Marquis Childs observes that the Congressional committee hearing testimony from Sidney Hillman regarding the CIO PAC, with its supposed inordinate impact on the election process, heard little to confirm that notion. Instead, the evidence was that the PAC only participated in eight state primaries and had little impact on them.

It had been likened to the Wayne Wheeler Anti-Saloon League of the teens and twenties, but it obviously had no such broad-sweeping effect on the people. Where it did have impact, there was already a predisposition to accept its credo.

Most of organized labor, not surprisingly, was going to vote for FDR, as in the prior three elections. The primary effect of the CIO PAC was to register displaced war workers, not to influence per se their vote. They were already friendly to the President, having been befriended by the President for his sound policies toward labor during his nearly twelve years in office.

Three letter writers express their opinions on the upcoming presidential election, two favoring Roosevelt and the third Dewey.

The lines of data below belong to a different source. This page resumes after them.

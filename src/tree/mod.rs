//! Sparse voxel tree (Deep Fried Edition)
//!
//! Three-level VDB-style tree: a root hash map of internal nodes, internal
//! nodes of 8x8x8 children (64 voxels of span per axis), and dense 8x8x8
//! leaves with active-state bitmasks. Regions without a leaf are covered by
//! constant *tiles* carrying a value and an active state, so a narrow band
//! plus signed far-field backgrounds stay cheap.
//!
//! # Architecture
//!
//! - **Tree<T>**: generic over `f32` (distances), `i32` (primitive
//!   indices) and `bool` (masks)
//! - **Tiles**: inactive constant regions; `touch_leaf` densifies a tile
//!   into a leaf that inherits its value
//! - **Bulk ops**: `merge`, `topology_union`, `prune_inactive`,
//!   `signed_flood_fill`, 26-neighborhood dilation
//! - **Parallel access**: `leaves_mut_sorted` hands out disjoint `&mut`
//!   leaves for Rayon passes; [`LeafScratch`] owns per-leaf side buffers
//!
//! # Usage
//!
//! ```rust
//! use narrowband::tree::Tree;
//! use glam::IVec3;
//!
//! let mut tree = Tree::new(f32::MAX);
//! tree.set_value(IVec3::new(1, 2, 3), -0.5);
//!
//! assert_eq!(tree.get_value(IVec3::new(1, 2, 3)), -0.5);
//! assert_eq!(tree.get_value(IVec3::new(100, 0, 0)), f32::MAX);
//! assert_eq!(tree.active_voxel_count(), 1);
//! ```
//!
//! Author: Moroya Sakamoto

pub mod internal;
pub mod leaf;
mod ops;
mod scratch;

use std::collections::HashMap;

use glam::IVec3;

pub use internal::{Child, InternalNode, INTERNAL_DIM, INTERNAL_LOG2};
pub use leaf::{LeafNode, OnIter, LEAF_DIM, LEAF_LOG2, LEAF_SIZE};
pub use scratch::LeafScratch;

/// Values storable in a [`Tree`].
pub trait TreeValue: Copy + PartialEq + Send + Sync + 'static {}

impl TreeValue for f32 {}
impl TreeValue for i32 {}
impl TreeValue for bool {}

/// Origin of the internal node containing `ijk`.
#[inline]
pub(crate) fn internal_origin(ijk: IVec3) -> IVec3 {
    let m = !(INTERNAL_DIM - 1);
    IVec3::new(ijk.x & m, ijk.y & m, ijk.z & m)
}

/// Sparse voxel tree with a uniform background value.
pub struct Tree<T: TreeValue> {
    root: HashMap<IVec3, InternalNode<T>>,
    background: T,
}

impl<T: TreeValue> Tree<T> {
    /// Create an empty tree with the given background value.
    pub fn new(background: T) -> Self {
        Tree {
            root: HashMap::new(),
            background,
        }
    }

    /// The background value returned for unallocated regions.
    #[inline]
    pub fn background(&self) -> T {
        self.background
    }

    /// Replace the background value for unallocated regions.
    ///
    /// Allocated tiles and leaf values are left untouched; callers that
    /// need existing inactive values rewritten do so before swapping.
    pub fn set_background(&mut self, background: T) {
        self.background = background;
    }

    /// Value at `ijk`: the stored value if allocated (active or not),
    /// otherwise the background.
    pub fn get_value(&self, ijk: IVec3) -> T {
        match self.root.get(&internal_origin(ijk)) {
            None => self.background,
            Some(node) => match node.child(InternalNode::<T>::child_index(ijk)) {
                Child::Tile { value, .. } => *value,
                Child::Leaf(leaf) => leaf.value(LeafNode::<T>::coord_to_pos(ijk)),
            },
        }
    }

    /// `Some(value)` if the voxel at `ijk` is active.
    pub fn probe_value(&self, ijk: IVec3) -> Option<T> {
        match self.root.get(&internal_origin(ijk)) {
            None => None,
            Some(node) => match node.child(InternalNode::<T>::child_index(ijk)) {
                Child::Tile { value, active } => active.then_some(*value),
                Child::Leaf(leaf) => {
                    let pos = LeafNode::<T>::coord_to_pos(ijk);
                    leaf.is_on(pos).then(|| leaf.value(pos))
                }
            },
        }
    }

    /// Whether the voxel at `ijk` is active.
    pub fn is_value_on(&self, ijk: IVec3) -> bool {
        match self.root.get(&internal_origin(ijk)) {
            None => false,
            Some(node) => match node.child(InternalNode::<T>::child_index(ijk)) {
                Child::Tile { active, .. } => *active,
                Child::Leaf(leaf) => leaf.is_on(LeafNode::<T>::coord_to_pos(ijk)),
            },
        }
    }

    /// Set the value at `ijk` and mark the voxel active.
    pub fn set_value(&mut self, ijk: IVec3, value: T) {
        self.touch_leaf(ijk)
            .set_value_on(LeafNode::<T>::coord_to_pos(ijk), value);
    }

    /// Set the value at `ijk` and mark the voxel inactive.
    pub fn set_value_off(&mut self, ijk: IVec3, value: T) {
        self.touch_leaf(ijk)
            .set_value_off(LeafNode::<T>::coord_to_pos(ijk), value);
    }

    /// Set only the active state at `ijk`, preserving the stored value.
    pub fn set_active_state(&mut self, ijk: IVec3, on: bool) {
        let leaf = self.touch_leaf(ijk);
        let pos = LeafNode::<T>::coord_to_pos(ijk);
        if on {
            leaf.set_on(pos);
        } else {
            leaf.set_off(pos);
        }
    }

    /// Depth at which the value of `ijk` is resolved: 0 for an unallocated
    /// root region, 1 for an internal-node tile, 2 for a leaf voxel.
    pub fn value_depth(&self, ijk: IVec3) -> usize {
        match self.root.get(&internal_origin(ijk)) {
            None => 0,
            Some(node) => match node.child(InternalNode::<T>::child_index(ijk)) {
                Child::Tile { .. } => 1,
                Child::Leaf(_) => 2,
            },
        }
    }

    /// The leaf containing `ijk`, creating it from the covering tile or the
    /// background if needed.
    pub fn touch_leaf(&mut self, ijk: IVec3) -> &mut LeafNode<T> {
        let background = self.background;
        self.root
            .entry(internal_origin(ijk))
            .or_insert_with_key(|origin| InternalNode::new(*origin, background))
            .touch_leaf(ijk)
    }

    /// The leaf containing `ijk`, if allocated.
    pub fn probe_leaf(&self, ijk: IVec3) -> Option<&LeafNode<T>> {
        self.root
            .get(&internal_origin(ijk))
            .and_then(|node| node.probe_leaf(ijk))
    }

    /// Mutable variant of [`probe_leaf`](Self::probe_leaf).
    pub fn probe_leaf_mut(&mut self, ijk: IVec3) -> Option<&mut LeafNode<T>> {
        self.root
            .get_mut(&internal_origin(ijk))
            .and_then(|node| node.probe_leaf_mut(ijk))
    }

    /// Iterate all leaves (unordered).
    pub fn iter_leaves(&self) -> impl Iterator<Item = &LeafNode<T>> {
        self.root.values().flat_map(|node| node.iter_leaves())
    }

    /// Iterate all leaves mutably (unordered).
    pub fn iter_leaves_mut(&mut self) -> impl Iterator<Item = &mut LeafNode<T>> {
        self.root
            .values_mut()
            .flat_map(|node| node.iter_leaves_mut())
    }

    /// Origins of all leaves, sorted lexicographically.
    pub fn leaf_origins_sorted(&self) -> Vec<IVec3> {
        let mut origins: Vec<IVec3> = self.iter_leaves().map(|l| l.origin()).collect();
        origins.sort_unstable_by_key(|o| (o.x, o.y, o.z));
        origins
    }

    /// Disjoint mutable references to all leaves, sorted by origin.
    /// The sort keeps parallel passes aligned with [`LeafScratch`] buffers.
    pub fn leaves_mut_sorted(&mut self) -> Vec<&mut LeafNode<T>> {
        let mut leaves: Vec<&mut LeafNode<T>> = self.iter_leaves_mut().collect();
        leaves.sort_unstable_by_key(|l| {
            let o = l.origin();
            (o.x, o.y, o.z)
        });
        leaves
    }

    /// Apply `f` to every tile's value and active flag.
    pub fn for_each_tile_mut(&mut self, mut f: impl FnMut(&mut T, &mut bool)) {
        for node in self.root.values_mut() {
            for index in 0..internal::INTERNAL_SIZE {
                if let Child::Tile { value, active } = node.child_mut(index) {
                    f(value, active);
                }
            }
        }
    }

    /// Number of allocated leaves.
    pub fn leaf_count(&self) -> usize {
        self.iter_leaves().count()
    }

    /// Number of active voxels, counting active tiles at full resolution.
    pub fn active_voxel_count(&self) -> usize {
        let mut count = 0;
        for node in self.root.values() {
            for index in 0..internal::INTERNAL_SIZE {
                match node.child(index) {
                    Child::Tile { active, .. } => {
                        if *active {
                            count += LEAF_SIZE;
                        }
                    }
                    Child::Leaf(leaf) => count += leaf.on_count(),
                }
            }
        }
        count
    }

    /// `true` when the tree has no active voxels.
    pub fn is_empty(&self) -> bool {
        for node in self.root.values() {
            for index in 0..internal::INTERNAL_SIZE {
                match node.child(index) {
                    Child::Tile { active, .. } => {
                        if *active {
                            return false;
                        }
                    }
                    Child::Leaf(leaf) => {
                        if !leaf.is_empty() {
                            return false;
                        }
                    }
                }
            }
        }
        true
    }

    /// Bounding box over allocated leaves as inclusive voxel coordinates.
    pub fn leaf_bounding_box(&self) -> Option<(IVec3, IVec3)> {
        let mut bounds: Option<(IVec3, IVec3)> = None;
        for leaf in self.iter_leaves() {
            let lo = leaf.origin();
            let hi = lo + IVec3::splat(LEAF_DIM - 1);
            bounds = Some(match bounds {
                None => (lo, hi),
                Some((min, max)) => (min.min(lo), max.max(hi)),
            });
        }
        bounds
    }

    /// Drop all nodes, keeping the background.
    pub fn clear(&mut self) {
        self.root.clear();
    }

    pub(crate) fn root(&self) -> &HashMap<IVec3, InternalNode<T>> {
        &self.root
    }
}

Hal Boyle relates of Shorty, in service of the Army for 27 years, a tough, salty, diminutive master sergeant who ate young "shavetails" for breakfast, and had come a long way to die in France. He had played a mean hand of poker, stood 5'4", was in poor health, but did not want out of the Army. He was Russian, hated the Germans, had fought them in 1918 with distinction and valor, won a Purple Heart for three wounds. But now, he had met his final fate.

After his company had taken a town, Shorty and two other men heard machinegun fire coming from a building. Shorty, armed only with a pistol, the other two with Carbines, moved out of position to draw fire, after instructing the other two men to open up on the nest once he had sufficiently distracted its inhabitants. It worked. But, as soon as he had drawn their attention, the Germans opened fire and killed him.

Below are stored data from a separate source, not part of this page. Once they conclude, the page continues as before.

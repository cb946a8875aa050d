//! Integration tests: mesh → volume conversion end to end
//!
//! Covers the unsigned and signed pipelines, band containment, sign
//! correctness for closed meshes, winding independence, self-intersecting
//! input, interruption, and the closest-primitive index grid.
//!
//! Author: Moroya Sakamoto

mod common;

use std::sync::atomic::{AtomicUsize, Ordering};

use common::*;
use narrowband::prelude::*;

// ============================================================================
// Unsigned distance fields
// ============================================================================

#[test]
fn single_triangle_udf_distances() {
    let points = vec![
        Vec3::new(0.0, 0.0, 0.0),
        Vec3::new(10.0, 0.0, 0.0),
        Vec3::new(0.0, 10.0, 0.0),
    ];
    let polys = vec![tri(0, 1, 2)];

    let mut converter = MeshToVolume::new(Transform::with_voxel_size(1.0));
    converter
        .convert_to_unsigned_distance_field(&points, &polys, 6.0)
        .unwrap();
    let grid = converter.dist_grid();

    // On the face.
    let on_face = grid
        .tree
        .probe_value(IVec3::new(1, 1, 0))
        .expect("face voxel in band");
    assert!(on_face.abs() < 1e-3, "expected ~0, got {}", on_face);

    // Five voxels above a vertex.
    let above = grid
        .tree
        .probe_value(IVec3::new(0, 0, 5))
        .expect("voxel at distance 5 inside a band of 6");
    assert_close(above, 5.0, 1e-3, "distance above vertex");

    // Far away: outside the band.
    assert!(!grid.tree.is_value_on(IVec3::new(20, 20, 0)));
}

#[test]
fn udf_is_nonnegative_and_in_band() {
    let points = vec![
        Vec3::new(0.0, 0.0, 0.0),
        Vec3::new(10.0, 0.0, 0.0),
        Vec3::new(0.0, 10.0, 0.0),
    ];
    let polys = vec![tri(0, 1, 2)];

    let mut converter = MeshToVolume::new(Transform::with_voxel_size(0.5));
    converter
        .convert_to_unsigned_distance_field(&points, &polys, 4.0)
        .unwrap();
    let grid = converter.dist_grid();
    let band = 4.0 * 0.5;

    let voxels = active_voxels(grid);
    assert!(!voxels.is_empty());
    for (ijk, v) in voxels {
        assert!(v >= 0.0, "UDF value at {:?} is negative: {}", ijk, v);
        assert!(v < band + 1e-4, "UDF value at {:?} exceeds band: {}", ijk, v);
    }
    assert_eq!(grid.class, GridClass::Unknown);
}

#[test]
fn udf_values_match_recorded_primitive() {
    let points = vec![
        Vec3::new(0.0, 0.0, 0.0),
        Vec3::new(10.0, 0.0, 0.0),
        Vec3::new(0.0, 10.0, 0.0),
        Vec3::new(10.0, 10.0, 4.0),
    ];
    let polys = vec![tri(0, 1, 2), tri(1, 3, 2)];
    let voxel_size = 0.5f64;

    let mut converter = MeshToVolume::new(Transform::with_voxel_size(voxel_size))
        .with_flags(GENERATE_PRIM_INDEX_GRID);
    converter
        .convert_to_unsigned_distance_field(&points, &polys, 5.0)
        .unwrap();

    let dist = converter.dist_grid();
    let index = converter.index_grid().expect("index grid requested");

    for (ijk, v) in active_voxels(dist) {
        let prim = index
            .tree
            .probe_value(ijk)
            .unwrap_or_else(|| panic!("no primitive recorded at {:?}", ijk));
        assert!(prim >= 0);
        let exact = exact_poly_dist(&points, polys[prim as usize], ijk) * voxel_size;
        assert_close(
            v.abs(),
            exact as f32,
            1e-3,
            &format!("voxel {:?} vs polygon {}", ijk, prim),
        );
    }
}

// ============================================================================
// Signed distance fields
// ============================================================================

#[test]
fn unit_cube_level_set() {
    // Unit cube in world space at voxel size 0.1: half extent 5 in index
    // space. Bands of 6 voxels cover the whole interior (max depth 0.5).
    let voxel_size = 0.1f64;
    let (points, polys) = cube_mesh(5.0);

    let mut converter = MeshToVolume::new(Transform::with_voxel_size(voxel_size));
    converter
        .convert_to_level_set(&points, &polys, 6.0, 6.0)
        .unwrap();
    let grid = converter.dist_grid();
    assert_eq!(grid.class, GridClass::LevelSet);

    // Center of the cube: 0.5 from every face.
    let center = grid
        .tree
        .probe_value(IVec3::ZERO)
        .expect("center is within the interior band");
    assert_close(center, -0.5, 5e-3, "center distance");

    // One cube-width outside a face center.
    let outside = grid
        .tree
        .probe_value(IVec3::new(10, 0, 0))
        .expect("outside probe within the exterior band");
    assert_close(outside, 0.5, 5e-3, "outside distance");

    // Interior mass is the cube volume in voxels, plus/minus the surface
    // layer.
    let negatives = active_voxels(grid).iter().filter(|(_, v)| *v < 0.0).count();
    assert!(
        (600..1600).contains(&negatives),
        "interior voxel count out of range: {}",
        negatives
    );

    // Signs: inside negative, outside positive (via values or background).
    for p in [
        IVec3::new(3, 3, 3),
        IVec3::new(-3, 2, 0),
        IVec3::new(0, 0, -4),
    ] {
        assert!(grid.tree.get_value(p) < 0.0, "{:?} should be inside", p);
    }
    for p in [
        IVec3::new(9, 9, 9),
        IVec3::new(-20, 0, 0),
        IVec3::new(0, 14, 0),
    ] {
        assert!(grid.tree.get_value(p) > 0.0, "{:?} should be outside", p);
    }
}

#[test]
fn level_set_band_containment() {
    let voxel_size = 0.1f64;
    let (points, polys) = cube_mesh(5.0);
    let (ex, inb) = (5.0, 4.0);

    let mut converter = MeshToVolume::new(Transform::with_voxel_size(voxel_size));
    converter
        .convert_to_level_set(&points, &polys, ex, inb)
        .unwrap();
    let grid = converter.dist_grid();

    let ex_world = (ex * voxel_size) as f32;
    let in_world = (inb * voxel_size) as f32;
    // Renormalization may relax values slightly past the band; allow one
    // voxel of slack.
    let slack = voxel_size as f32;

    for (ijk, v) in active_voxels(grid) {
        assert!(
            v <= ex_world + slack && v >= -(in_world + slack),
            "value at {:?} out of band: {}",
            ijk,
            v
        );
    }
}

#[test]
fn vertices_lie_in_rasterized_band() {
    let voxel_size = 0.1f64;
    let (points, polys) = cube_mesh(5.0);

    let mut converter = MeshToVolume::new(Transform::with_voxel_size(voxel_size));
    converter
        .convert_to_level_set(&points, &polys, 6.0, 6.0)
        .unwrap();
    let grid = converter.dist_grid();

    // Sampling at each vertex's voxel must land within half a voxel
    // diagonal of the surface (plus renormalization slack).
    let bound = (3.0f64.sqrt() * voxel_size) as f32 + 1e-3;
    for p in &points {
        let ijk = nearest_coord(p.as_dvec3());
        let v = grid.tree.get_value(ijk);
        assert!(
            v.abs() <= bound,
            "vertex voxel {:?} too far from surface: {}",
            ijk,
            v
        );
    }
}

#[test]
fn tetrahedron_signs_survive_flipped_winding() {
    let voxel_size = 0.25f64;
    let inside_probes = [IVec3::new(2, 2, 2), IVec3::new(1, 1, 1)];
    let outside_probes = [IVec3::new(8, 8, 8), IVec3::new(-4, -4, -4)];

    for flipped in [false, true] {
        let (points, polys) = tetra_mesh(12.0, flipped);
        let mut converter = MeshToVolume::new(Transform::with_voxel_size(voxel_size));
        converter
            .convert_to_level_set(&points, &polys, 4.0, 4.0)
            .unwrap();
        let grid = converter.dist_grid();

        for p in inside_probes {
            assert!(
                grid.tree.get_value(p) < 0.0,
                "{:?} should be inside (flipped = {})",
                p,
                flipped
            );
        }
        for p in outside_probes {
            assert!(
                grid.tree.get_value(p) > 0.0,
                "{:?} should be outside (flipped = {})",
                p,
                flipped
            );
        }
    }
}

#[test]
fn bowtie_quad_converts_cleanly() {
    let voxel_size = 0.5f64;
    let (points, polys) = bowtie_mesh(8.0);
    let (ex, inb) = (3.0, 3.0);

    let mut converter = MeshToVolume::new(Transform::with_voxel_size(voxel_size));
    converter
        .convert_to_level_set(&points, &polys, ex, inb)
        .unwrap();
    let grid = converter.dist_grid();
    assert!(grid.tree.active_voxel_count() > 0);

    // Every surviving voxel stays within the requested band of the true
    // surface; no stray interior blob escapes the cleaners.
    let ex_world = (ex * voxel_size) as f32;
    let in_world = (inb * voxel_size) as f32;
    let slack = voxel_size as f32;
    for (ijk, v) in active_voxels(grid) {
        assert!(
            v <= ex_world + slack && v >= -(in_world + slack),
            "value at {:?} out of band: {}",
            ijk,
            v
        );
    }
}

// ============================================================================
// Determinism, interruption, error handling
// ============================================================================

#[test]
fn conversion_is_deterministic() {
    let voxel_size = 0.2f64;
    let (points, polys) = tetra_mesh(10.0, false);

    let run = || {
        let mut converter = MeshToVolume::new(Transform::with_voxel_size(voxel_size));
        converter
            .convert_to_level_set(&points, &polys, 3.0, 3.0)
            .unwrap();
        let (grid, _) = converter.into_grids();
        active_voxels(&grid)
    };

    let first = run();
    let second = run();
    assert_eq!(first.len(), second.len());
    for ((ijk_a, a), (ijk_b, b)) in first.iter().zip(second.iter()) {
        assert_eq!(ijk_a, ijk_b);
        assert_eq!(a.to_bits(), b.to_bits(), "value differs at {:?}", ijk_a);
    }
}

/// Interrupter that trips after a fixed number of polls.
struct CountdownInterrupter {
    polls: AtomicUsize,
    limit: usize,
}

impl CountdownInterrupter {
    fn new(limit: usize) -> Self {
        CountdownInterrupter {
            polls: AtomicUsize::new(0),
            limit,
        }
    }
}

impl Interrupter for CountdownInterrupter {
    fn was_interrupted(&self) -> bool {
        self.polls.fetch_add(1, Ordering::Relaxed) >= self.limit
    }
}

#[test]
fn interrupt_mid_voxelization() {
    let (points, polys) = cube_mesh(20.0);

    let mut converter = MeshToVolume::new(Transform::with_voxel_size(1.0))
        .with_interrupter(CountdownInterrupter::new(8));
    let result = converter.convert_to_level_set(&points, &polys, 3.0, 3.0);

    assert!(matches!(result, Err(ConvertError::Interrupted)));
    // Partial output is well formed: either empty or a sane band.
    let _ = converter.dist_grid().tree.active_voxel_count();
}

#[test]
fn invalid_input_is_rejected() {
    let points = vec![Vec3::ZERO, Vec3::X, Vec3::Y];
    let polys = vec![tri(0, 1, 9)];

    let mut converter = MeshToVolume::new(Transform::with_voxel_size(1.0));
    let result = converter.convert_to_level_set(&points, &polys, 3.0, 3.0);
    assert!(matches!(
        result,
        Err(ConvertError::VertexOutOfRange {
            polygon: 0,
            vertex: 9,
            ..
        })
    ));
}

#[test]
fn empty_mesh_yields_empty_grids() {
    let mut converter = MeshToVolume::new(Transform::with_voxel_size(1.0));
    converter
        .convert_to_unsigned_distance_field(&[], &[], 3.0)
        .unwrap();
    assert!(converter.dist_grid().tree.is_empty());

    converter.convert_to_level_set(&[], &[], 3.0, 3.0).unwrap();
    assert!(converter.dist_grid().tree.is_empty());
}

#[test]
fn index_grid_follows_band() {
    let voxel_size = 0.25f64;
    let (points, polys) = tetra_mesh(12.0, false);

    let mut converter = MeshToVolume::new(Transform::with_voxel_size(voxel_size))
        .with_flags(GENERATE_PRIM_INDEX_GRID);
    converter
        .convert_to_level_set(&points, &polys, 3.0, 3.0)
        .unwrap();

    let dist = converter.dist_grid();
    let index = converter.index_grid().expect("requested");

    for (ijk, _) in active_voxels(dist) {
        let prim = index
            .tree
            .probe_value(ijk)
            .unwrap_or_else(|| panic!("missing primitive at {:?}", ijk));
        assert!((0..polys.len() as i32).contains(&prim));
    }
}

A major said he was the "best damned soldier" in the division.

His real name was Joe L. Plotnick of Baltimore. He never knew his exact age because he had no birth record.

So, that's the way it was on the double-day anniversary, five years from the start of the war, five years from General Marshall becoming Chief of Staff of the Army.

There was the "Grin and Bear It" also...

Dr. Herbert Spaugh was reminded that "evil" spelled backwards is "live". Ah, Juicy Fruit.